Task to complete: In the listing that follows, count each line containing the string "calendar" and report only the count.
○ ○ ○ ○ ○ ○ ○
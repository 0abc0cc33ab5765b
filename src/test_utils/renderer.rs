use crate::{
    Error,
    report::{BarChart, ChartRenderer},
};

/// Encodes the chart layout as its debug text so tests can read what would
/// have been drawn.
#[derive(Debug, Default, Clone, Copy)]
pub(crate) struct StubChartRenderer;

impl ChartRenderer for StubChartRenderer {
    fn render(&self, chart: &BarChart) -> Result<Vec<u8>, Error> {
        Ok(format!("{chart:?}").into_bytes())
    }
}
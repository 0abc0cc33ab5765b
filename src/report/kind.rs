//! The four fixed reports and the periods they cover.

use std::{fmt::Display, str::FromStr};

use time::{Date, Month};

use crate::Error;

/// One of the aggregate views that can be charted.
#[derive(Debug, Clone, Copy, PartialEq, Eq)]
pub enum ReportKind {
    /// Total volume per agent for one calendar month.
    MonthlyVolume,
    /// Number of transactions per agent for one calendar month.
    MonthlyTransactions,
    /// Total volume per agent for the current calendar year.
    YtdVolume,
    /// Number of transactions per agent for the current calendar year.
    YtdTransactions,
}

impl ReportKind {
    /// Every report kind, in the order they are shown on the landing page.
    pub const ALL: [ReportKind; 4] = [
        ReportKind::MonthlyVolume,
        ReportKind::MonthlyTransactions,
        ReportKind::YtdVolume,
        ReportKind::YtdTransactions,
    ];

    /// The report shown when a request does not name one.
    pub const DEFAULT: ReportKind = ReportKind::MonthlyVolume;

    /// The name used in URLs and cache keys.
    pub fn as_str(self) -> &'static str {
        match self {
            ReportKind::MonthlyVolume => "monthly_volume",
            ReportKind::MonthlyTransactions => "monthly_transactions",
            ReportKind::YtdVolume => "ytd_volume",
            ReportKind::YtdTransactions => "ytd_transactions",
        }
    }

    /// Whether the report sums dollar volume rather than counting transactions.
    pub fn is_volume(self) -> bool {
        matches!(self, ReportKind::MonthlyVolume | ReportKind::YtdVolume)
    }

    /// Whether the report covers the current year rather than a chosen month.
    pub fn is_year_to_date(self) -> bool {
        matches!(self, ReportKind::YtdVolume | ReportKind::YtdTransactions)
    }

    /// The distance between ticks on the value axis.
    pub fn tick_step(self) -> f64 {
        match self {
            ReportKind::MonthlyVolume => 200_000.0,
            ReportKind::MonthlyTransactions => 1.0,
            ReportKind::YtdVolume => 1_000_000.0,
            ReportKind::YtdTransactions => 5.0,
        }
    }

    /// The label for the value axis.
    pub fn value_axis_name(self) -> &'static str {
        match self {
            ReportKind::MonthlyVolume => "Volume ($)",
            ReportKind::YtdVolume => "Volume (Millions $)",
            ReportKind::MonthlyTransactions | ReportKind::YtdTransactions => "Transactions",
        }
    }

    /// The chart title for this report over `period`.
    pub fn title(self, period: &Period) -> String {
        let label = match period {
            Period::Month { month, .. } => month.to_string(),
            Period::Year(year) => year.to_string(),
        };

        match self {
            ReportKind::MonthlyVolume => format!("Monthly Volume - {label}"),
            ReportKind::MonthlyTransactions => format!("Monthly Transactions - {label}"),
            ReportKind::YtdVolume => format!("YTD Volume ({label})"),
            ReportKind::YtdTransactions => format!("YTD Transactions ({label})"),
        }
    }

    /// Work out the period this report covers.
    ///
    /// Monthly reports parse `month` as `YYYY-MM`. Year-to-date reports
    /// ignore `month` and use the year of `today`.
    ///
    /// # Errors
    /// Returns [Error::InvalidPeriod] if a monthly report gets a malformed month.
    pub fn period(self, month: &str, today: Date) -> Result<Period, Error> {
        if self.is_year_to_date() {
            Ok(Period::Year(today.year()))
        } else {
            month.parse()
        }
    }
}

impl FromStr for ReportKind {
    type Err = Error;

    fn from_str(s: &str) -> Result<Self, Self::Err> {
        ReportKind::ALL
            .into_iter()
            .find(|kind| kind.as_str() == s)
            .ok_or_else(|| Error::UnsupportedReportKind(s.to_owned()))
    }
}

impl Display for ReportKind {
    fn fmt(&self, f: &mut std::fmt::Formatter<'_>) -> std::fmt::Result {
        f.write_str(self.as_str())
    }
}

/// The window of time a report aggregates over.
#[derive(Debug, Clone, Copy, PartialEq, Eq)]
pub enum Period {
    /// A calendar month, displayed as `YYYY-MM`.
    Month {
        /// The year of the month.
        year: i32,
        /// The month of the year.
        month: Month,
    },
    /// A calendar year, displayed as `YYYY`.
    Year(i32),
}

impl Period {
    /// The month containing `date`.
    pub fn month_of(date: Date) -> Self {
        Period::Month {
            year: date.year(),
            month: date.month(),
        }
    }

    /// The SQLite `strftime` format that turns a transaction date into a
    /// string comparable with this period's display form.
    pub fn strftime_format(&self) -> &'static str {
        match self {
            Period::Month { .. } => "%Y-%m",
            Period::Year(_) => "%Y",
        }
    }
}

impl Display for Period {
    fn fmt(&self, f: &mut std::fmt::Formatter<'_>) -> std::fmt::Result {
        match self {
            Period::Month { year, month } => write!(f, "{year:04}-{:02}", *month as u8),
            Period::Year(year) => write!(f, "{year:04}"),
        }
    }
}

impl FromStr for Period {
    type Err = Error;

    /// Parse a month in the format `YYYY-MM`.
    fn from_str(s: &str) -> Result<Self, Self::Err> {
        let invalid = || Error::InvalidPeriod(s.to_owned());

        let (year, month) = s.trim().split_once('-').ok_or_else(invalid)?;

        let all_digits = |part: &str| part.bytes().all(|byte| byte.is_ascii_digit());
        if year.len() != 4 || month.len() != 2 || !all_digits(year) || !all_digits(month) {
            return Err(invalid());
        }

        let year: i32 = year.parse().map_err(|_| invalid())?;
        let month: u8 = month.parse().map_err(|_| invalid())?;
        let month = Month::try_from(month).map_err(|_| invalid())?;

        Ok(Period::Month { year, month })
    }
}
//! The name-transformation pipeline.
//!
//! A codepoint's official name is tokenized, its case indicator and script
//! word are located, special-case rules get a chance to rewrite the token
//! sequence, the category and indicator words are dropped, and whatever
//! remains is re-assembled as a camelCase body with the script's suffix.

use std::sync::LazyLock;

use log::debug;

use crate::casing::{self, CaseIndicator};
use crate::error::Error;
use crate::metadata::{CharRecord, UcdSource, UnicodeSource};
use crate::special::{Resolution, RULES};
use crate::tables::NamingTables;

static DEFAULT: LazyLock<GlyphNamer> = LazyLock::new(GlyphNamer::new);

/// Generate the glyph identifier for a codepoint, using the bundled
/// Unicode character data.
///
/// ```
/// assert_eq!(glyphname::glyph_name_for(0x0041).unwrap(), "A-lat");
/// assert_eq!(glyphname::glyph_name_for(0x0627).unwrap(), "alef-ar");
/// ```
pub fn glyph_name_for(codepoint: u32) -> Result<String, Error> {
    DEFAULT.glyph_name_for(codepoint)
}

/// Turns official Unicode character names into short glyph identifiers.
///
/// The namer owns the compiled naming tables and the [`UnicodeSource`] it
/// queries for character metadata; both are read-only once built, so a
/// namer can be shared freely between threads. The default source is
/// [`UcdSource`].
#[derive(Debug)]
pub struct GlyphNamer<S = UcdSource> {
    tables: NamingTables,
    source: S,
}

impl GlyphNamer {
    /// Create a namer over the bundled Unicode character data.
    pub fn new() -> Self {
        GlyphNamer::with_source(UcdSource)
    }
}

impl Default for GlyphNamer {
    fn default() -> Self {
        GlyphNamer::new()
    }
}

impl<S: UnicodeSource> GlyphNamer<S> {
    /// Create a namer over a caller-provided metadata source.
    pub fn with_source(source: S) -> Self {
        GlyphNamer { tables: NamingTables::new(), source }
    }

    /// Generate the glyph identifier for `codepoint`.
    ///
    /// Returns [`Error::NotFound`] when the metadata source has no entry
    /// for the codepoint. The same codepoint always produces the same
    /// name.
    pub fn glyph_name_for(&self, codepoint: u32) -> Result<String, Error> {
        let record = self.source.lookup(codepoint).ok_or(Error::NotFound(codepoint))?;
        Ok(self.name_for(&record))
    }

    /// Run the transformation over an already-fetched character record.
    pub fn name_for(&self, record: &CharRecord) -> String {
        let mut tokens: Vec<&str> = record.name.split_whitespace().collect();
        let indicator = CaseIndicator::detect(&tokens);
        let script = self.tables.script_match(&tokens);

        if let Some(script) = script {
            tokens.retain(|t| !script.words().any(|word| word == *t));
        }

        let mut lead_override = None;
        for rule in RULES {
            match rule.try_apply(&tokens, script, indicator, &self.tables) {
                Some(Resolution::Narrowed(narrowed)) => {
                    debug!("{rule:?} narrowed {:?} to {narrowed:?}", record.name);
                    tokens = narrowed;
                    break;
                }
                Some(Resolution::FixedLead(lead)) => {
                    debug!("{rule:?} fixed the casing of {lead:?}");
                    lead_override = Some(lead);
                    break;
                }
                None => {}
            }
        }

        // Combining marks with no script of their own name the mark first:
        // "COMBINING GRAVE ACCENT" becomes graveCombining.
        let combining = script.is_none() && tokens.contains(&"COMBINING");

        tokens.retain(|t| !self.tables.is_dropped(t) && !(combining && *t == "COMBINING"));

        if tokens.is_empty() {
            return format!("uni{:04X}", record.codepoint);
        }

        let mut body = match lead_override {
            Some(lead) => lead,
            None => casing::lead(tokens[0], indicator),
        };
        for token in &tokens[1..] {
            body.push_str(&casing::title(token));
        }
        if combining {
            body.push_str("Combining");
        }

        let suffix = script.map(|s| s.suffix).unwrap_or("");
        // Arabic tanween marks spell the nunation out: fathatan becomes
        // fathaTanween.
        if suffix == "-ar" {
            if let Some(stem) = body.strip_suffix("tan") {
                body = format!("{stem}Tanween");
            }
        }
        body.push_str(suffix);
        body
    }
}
○ ○ ○ ○ ○ ○ ○
Response area: 6